During Marymount University’s Spring Break, 20 Doctor of Physical Therapy (DPT) students and eight faculty members traveled to Guatemala for a two-week service-learning and community engagement opportunity, allowing participants to give back to others while expanding their global perspective.

Located in Panajachel at Lake Atitlan in Solola, Guatemala, the Marymount team volunteered at hospitals, pharmacies, clinics and with area programs to teach physical therapy practices to community partners and a local university. This is the trip’s 14th year, with previous DPT groups visiting underserved communities in Nicaragua and Costa Rica.

Dr. Cindy Spooner at Hospital Solola
Dr. Cindy Spooner at Hospital Solola

“Service learning shifts the focus of academic knowledge to how we can benefit others with that knowledge,” said Dr. Cindy Spooner, who served as an instructor and lead physical therapist at Hospital Solola during the trip. “By having experiences helping others during their educational journey, students serve and assist others as they gain academic knowledge, leading to a well rounded, competent and empathetic practitioner upon graduation.” 

Student participants experienced this growth and development in different ways as they worked with various organizations in Guatemala. For instance, with the guidance of Dr. Lisa DePasquale while volunteering with the Mis Años Dorados organization, DPT student Robin Zhao visited older community members in their homes to assess their fall risk. Working on a one-on-one basis gave her a new appreciation for how important interpersonal skills are within physical therapy practice.

“One small interaction can go such a long way,” Zhao observed. “Since we only got to work with each of our patients one time, we had to learn how to leave them with something valuable in a single interaction. For some, it was an exercise program or education of lifestyle modifications. But for others, it was simply being present and validating their concerns.”

DPT student Robin Zhao volunteering with the Mis Años Dorados organization
DPT student Robin Zhao volunteering with the Mis Años Dorados organization

DPT student Emmanuel Jackson, who volunteered at the Farmacia and cared for residents of all ages, spoke about how rewarding it was to see patients improve and respond to their care.

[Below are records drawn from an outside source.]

//! Configuration loader
//!
//! Handles loading configuration from defaults, TOML files and environment
//! variables through Figment.

use std::env;
use std::path::{Path, PathBuf};

use figment::Figment;
use figment::providers::{Env, Format, Serialized, Toml};
use wireup_container::ContainerOptions;
use wireup_domain::{Error, Result};

use crate::config::{AppConfig, LoggingConfig};
use crate::constants::{
    CONFIG_ENV_PREFIX, CONFIG_ENV_SEPARATOR, DEFAULT_CONFIG_DIR, DEFAULT_CONFIG_FILENAME,
};
use crate::error_ext::ErrorContext;
use crate::logging::{log_config_loaded, parse_log_level};

/// Configuration loader service
#[derive(Debug, Clone)]
pub struct ConfigLoader {
    /// Configuration file path
    config_path: Option<PathBuf>,

    /// Environment prefix
    env_prefix: String,
}

impl ConfigLoader {
    /// Create a new configuration loader with default settings
    pub fn new() -> Self {
        Self {
            config_path: None,
            env_prefix: CONFIG_ENV_PREFIX.to_string(),
        }
    }

    /// Set the configuration file path
    #[must_use]
    pub fn with_config_path<P: AsRef<Path>>(mut self, path: P) -> Self {
        self.config_path = Some(path.as_ref().to_path_buf());
        self
    }

    /// Set the environment variable prefix
    #[must_use]
    pub fn with_env_prefix<S: Into<String>>(mut self, prefix: S) -> Self {
        self.env_prefix = prefix.into();
        self
    }

    /// Load configuration from all sources
    ///
    /// Sources are merged in this order (later sources override earlier):
    /// 1. Default values from `AppConfig::default()`
    /// 2. TOML configuration file (explicit path, or the first default location found)
    /// 3. Environment variables with prefix (e.g., `WIREUP_CONTAINER__DEBUG`)
    pub fn load(&self) -> Result<AppConfig> {
        let mut figment = Figment::new().merge(Serialized::defaults(AppConfig::default()));

        if let Some(config_path) = &self.config_path {
            let found = config_path.exists();
            if found {
                figment = figment.merge(Toml::file(config_path));
            }
            log_config_loaded(config_path, found);
        } else if let Some(default_path) = Self::find_default_config_path() {
            figment = figment.merge(Toml::file(&default_path));
            log_config_loaded(&default_path, true);
        }

        figment = figment.merge(
            Env::prefixed(&format!("{}_", self.env_prefix)).split(CONFIG_ENV_SEPARATOR),
        );

        let app_config: AppConfig = figment
            .extract()
            .config_context("Failed to extract configuration")?;

        validate_app_config(&app_config)?;

        Ok(app_config)
    }

    /// Save configuration to file
    pub fn save_to_file<P: AsRef<Path>>(&self, config: &AppConfig, path: P) -> Result<()> {
        let toml_string = toml::to_string_pretty(config)
            .config_context("Failed to serialize config to TOML")?;

        std::fs::write(path.as_ref(), toml_string).io_context(format!(
            "Failed to write config file {}",
            path.as_ref().display()
        ))?;

        Ok(())
    }

    /// Get the current configuration file path
    pub fn config_path(&self) -> Option<&Path> {
        self.config_path.as_deref()
    }

    /// First existing file among the default configuration locations
    fn find_default_config_path() -> Option<PathBuf> {
        let current_dir = env::current_dir().ok()?;

        let candidates = [
            Some(current_dir.join(DEFAULT_CONFIG_FILENAME)),
            Some(
                current_dir
                    .join(DEFAULT_CONFIG_DIR)
                    .join(DEFAULT_CONFIG_FILENAME),
            ),
            dirs::config_dir().map(|d| d.join(DEFAULT_CONFIG_DIR).join(DEFAULT_CONFIG_FILENAME)),
            dirs::home_dir().map(|d| {
                d.join(format!(".{DEFAULT_CONFIG_DIR}"))
                    .join(DEFAULT_CONFIG_FILENAME)
            }),
        ];

        candidates.into_iter().flatten().find(|path| path.exists())
    }
}

impl Default for ConfigLoader {
    fn default() -> Self {
        Self::new()
    }
}

/// Validate application configuration
fn validate_app_config(config: &AppConfig) -> Result<()> {
    validate_logging_config(&config.logging)?;
    Ok(())
}

fn validate_logging_config(config: &LoggingConfig) -> Result<()> {
    parse_log_level(&config.level)?;
    match &config.file_output {
        Some(path) if path.file_name().is_none() => Err(Error::configuration(format!(
            "Log file output must name a file: {}",
            path.display()
        ))),
        _ => Ok(()),
    }
}

/// Configuration builder for programmatic configuration
#[derive(Debug, Default)]
pub struct ConfigBuilder {
    config: AppConfig,
}

impl ConfigBuilder {
    /// Create a new configuration builder with defaults
    pub fn new() -> Self {
        Self::default()
    }

    /// Set container options
    #[must_use]
    pub fn with_container(mut self, container: ContainerOptions) -> Self {
        self.config.container = container;
        self
    }

    /// Set logging configuration
    #[must_use]
    pub fn with_logging(mut self, logging: LoggingConfig) -> Self {
        self.config.logging = logging;
        self
    }

    /// Build the configuration
    pub fn build(self) -> AppConfig {
        self.config
    }
}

“My favorite part of the trip was dancing with patients who had told me they were too scared to move due to their pain.”

Positive changes in patients’ overall well-being left lasting impacts on other student volunteers, including Sabrina Bishop. After working with the ASOPADIS organization, which ministers to disabled individuals around San Lucas, she has a renewed confidence and passion for physical therapy.

“This trip has increased both my clinical reasoning and confidence as a clinician. I have further developed my skills and ability to instruct others,” Bishop said. “But most importantly, this experience further fostered a desire to help others and care for my future patients.”

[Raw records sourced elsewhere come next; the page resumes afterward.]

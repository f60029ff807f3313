//! Error extension utilities
//!
//! Converts foreign errors into the domain [`Error`] with a message prefix.

use std::fmt;

use wireup_domain::{Error, Result};

/// Extension trait for adding context to errors
///
/// # Example
///
/// ```ignore
/// use wireup_infrastructure::error_ext::ErrorContext;
///
/// let content = std::fs::read_to_string(&path)
///     .io_context(format!("Failed to read config file: {}", path.display()))?;
/// ```
pub trait ErrorContext<T> {
    /// Add lazily built context, converting the error to an internal error
    fn with_context<C, F>(self, f: F) -> Result<T>
    where
        C: fmt::Display + Send + Sync + 'static,
        F: FnOnce() -> C;

    /// Add context for I/O operations
    fn io_context<C>(self, context: C) -> Result<T>
    where
        C: fmt::Display + Send + Sync + 'static;

    /// Add context for configuration operations
    fn config_context<C>(self, context: C) -> Result<T>
    where
        C: fmt::Display + Send + Sync + 'static;
}

impl<T, E> ErrorContext<T> for std::result::Result<T, E>
where
    E: std::error::Error + Send + Sync + 'static,
{
    fn with_context<C, F>(self, f: F) -> Result<T>
    where
        C: fmt::Display + Send + Sync + 'static,
        F: FnOnce() -> C,
    {
        self.map_err(|err| Error::internal(format!("{}: {err}", f())))
    }

    fn io_context<C>(self, context: C) -> Result<T>
    where
        C: fmt::Display + Send + Sync + 'static,
    {
        self.map_err(|err| Error::io_with_source(format!("{context}: {err}"), err))
    }

    fn config_context<C>(self, context: C) -> Result<T>
    where
        C: fmt::Display + Send + Sync + 'static,
    {
        self.map_err(|err| Error::configuration_with_source(format!("{context}: {err}"), err))
    }
}
//! The injectable scope value
//!
//! A constructor that declares a [`Scope`] input receives the scope it is
//! being instantiated for. This is how a provider registered once learns
//! which scope it is running in.

use std::fmt;

/// Named instantiation context
#[derive(Debug, Clone, PartialEq, Eq, Hash, PartialOrd, Ord)]
pub struct Scope {
    name: String,
}

impl Scope {
    /// Create a scope value
    pub fn new(name: impl Into<String>) -> Self {
        Self { name: name.into() }
    }

    /// Name of the scope
    pub fn name(&self) -> &str {
        &self.name
    }
}

impl fmt::Display for Scope {
    fn fmt(&self, f: &mut fmt::Formatter<'_>) -> fmt::Result {
        f.write_str(&self.name)
    }
}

Another important aspect of the service-learning experience was how to teach and administer care in underserved communities that have differing standards of available health care.

Physical Therapy students bring rehabilitation care to Guatemala during service-learning trip

“Guatemala’s citizens are underserved in rehabilitation,” said Dr. Megan Moran, who worked with Fundabiem and educated patients and their families about the importance of physical therapy. “Our students applied their knowledge to care for those who lack access to rehabilitation services, and shared evidence-based, contemporary practice with physical therapists and other providers in Guatemala. They left the trip with improved problem-solving skills, better self-efficacy and progress in intercultural development.”

Sydney Schultz, a DPT student who volunteered at the local hospital, said she left with a new mission make physical therapy more accessible to all. 

“Everyone deserves a chance to recover from an injury, illness or disease,” Schultz said. “I want to give power back to patients during their recovery.”

Student participants will discuss their trip experiences in depth at a talkback session on April 15 from 11:30 am to 1 pm in the second floor conference room of the Ballston Center. They welcome all members of the Marymount community to attend and enjoy free food following the event.

The patient care provided on these DPT trips are funded in part through community participation in the Marymount 5K, an annual event in Arlington. This year’s race is scheduled for April 20.